I don't know how to show this because I don't have any approach.
So I am looking for something to start with or something like a sequence of tips (Since I know this is a large proof)
Thanks in advance!
Since the Prime Avoidance Lemma appears in virtually every commutative algebra text and thousands of places online, we have been pointing elsewhere rather than posting a solution.
To end this avoidance, here is a community wiki proof of the Prime Avoidance Lemma in notes by Florian Enescu [Source] (I chose it because it was the second google hit, and a little more general than the first hit, which was the wikipedia page.) This version allows $I$ to be a ring contained in $A$, and lets at most two of the $P_i$ be nonprime.
Lemma 2.3. [For a ring $A$, let $I$ be a nonempty subset of $A$] closed under multiplication and addition, and let $P = \{P_1, \ldots, P_n\}$ be a set of ideals in A with all but at most two of them prime.
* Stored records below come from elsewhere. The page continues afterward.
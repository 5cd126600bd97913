//! Ingestion pipeline: read every source, normalize each day, merge once.
//!
//! Failures are absorbed per source and per row and recorded in the
//! [`LoadReport`]; the only way ingestion itself fails is when the data
//! directory cannot be listed.

use std::path::Path;

use anyhow::Result;
use chrono::NaiveDate;
use encoding_rs::Encoding;
use log::info;

use crate::{
    diagnostics::{LoadReport, SkipReason},
    merge::{ChartTable, merge_days},
    normalize::{NormalizedDay, normalize_day},
    source::{self, DayFetcher, RawDayTable},
};

#[derive(Debug, Clone, Default)]
pub struct LoadedCharts {
    pub table: ChartTable,
    pub report: LoadReport,
}

/// Normalizes and merges already-read outcomes, in the order given.
pub fn ingest_days<I>(outcomes: I) -> LoadedCharts
where
    I: IntoIterator<Item = (String, Result<RawDayTable, SkipReason>)>,
{
    let mut report = LoadReport::default();
    let mut days: Vec<NormalizedDay> = Vec::new();
    for (source, outcome) in outcomes {
        let normalized = outcome.and_then(|raw| normalize_day(&raw));
        match normalized {
            Ok(day) => {
                report.sources_read += 1;
                report.rows_kept += day.entries.len();
                for reason in &day.dropped {
                    report.drop_row(&source, reason.clone());
                }
                days.push(day);
            }
            Err(reason) => report.skip_source(source, reason),
        }
    }
    let table = merge_days(days);
    info!(
        "Loaded {} row(s) from {} source(s); {} source(s) skipped, {} row(s) dropped",
        table.len(),
        report.sources_read,
        report.sources_skipped(),
        report.rows_dropped
    );
    LoadedCharts { table, report }
}

pub fn ingest_local(dir: &Path, encoding: &'static Encoding) -> Result<LoadedCharts> {
    let files = source::list_local_sources(dir)?;
    info!("Found {} CSV file(s) in {dir:?}", files.len());
    let outcomes = files.into_iter().map(|path| {
        let outcome = source::read_local_day(&path, encoding);
        (path.display().to_string(), outcome)
    });
    Ok(ingest_days(outcomes))
}

pub fn ingest_remote<F: DayFetcher + ?Sized>(
    fetcher: &F,
    start: NaiveDate,
    end: NaiveDate,
    encoding: &'static Encoding,
) -> LoadedCharts {
    let dates = source::date_range(start, end);
    info!("Fetching {} chart day(s) from {start} to {end}", dates.len());
    let outcomes = dates.into_iter().map(|date| {
        let outcome = source::fetch_remote_day(fetcher, date, encoding);
        (fetcher.describe(date), outcome)
    });
    ingest_days(outcomes)
}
Then $I ⊆ \bigcup_{i=1}^n P_i$ implies $\exists k$ such that $I \subseteq P_k$.
Proof. We proceed with induction on $n$. The case $n = 1$ is clear. Now assume $I$ is not contained in $(\bigcup_{i=1}^n P_i)\setminus P_k=Q_k$ (otherwise, after removing one ideal, one can apply the induction step). Let $x_k \in I \setminus Q_k$. Note that this means that $x_k$ belongs to $P_k$ and does not belong to any $P_i$, $i \neq k$.
Case 1: $n = 2$. Let $y = x_1 + x_2 \in I = P_1 \cup P_2$. If $y \in P_1$ then since $x_1 \in P_1$ we get that $x_2 \in P_1$, a contradiction.
Case 2: $n > 2$. Without loss of generality, let $P_1$ be prime. Set $z = x_1 + x_2 \cdots x_n \in I$. Then $z \notin P_1$ since $x_2, \ldots, x_n \notin P_1$ implies $x_2\cdots x_n \notin P_1$. In fact, each $x_i ∈ P_i$ for $i ≥ 2$, so $z − x_1 ∈ P_i$ for $i ≥ 2$. But since $x_1 \notin P_i$ for $i ≥ 2$ we must also have that $z \notin P_i$ for $i ≥ 2$, a contradiction with $z \in I$.
In conclusion, one cannot choose such elements $x_k$ and hence one of the ideals $P_i$ appears redundantly in the union. By removing it, we get to the case of $n−1$ ideals and the induction step can now be applied.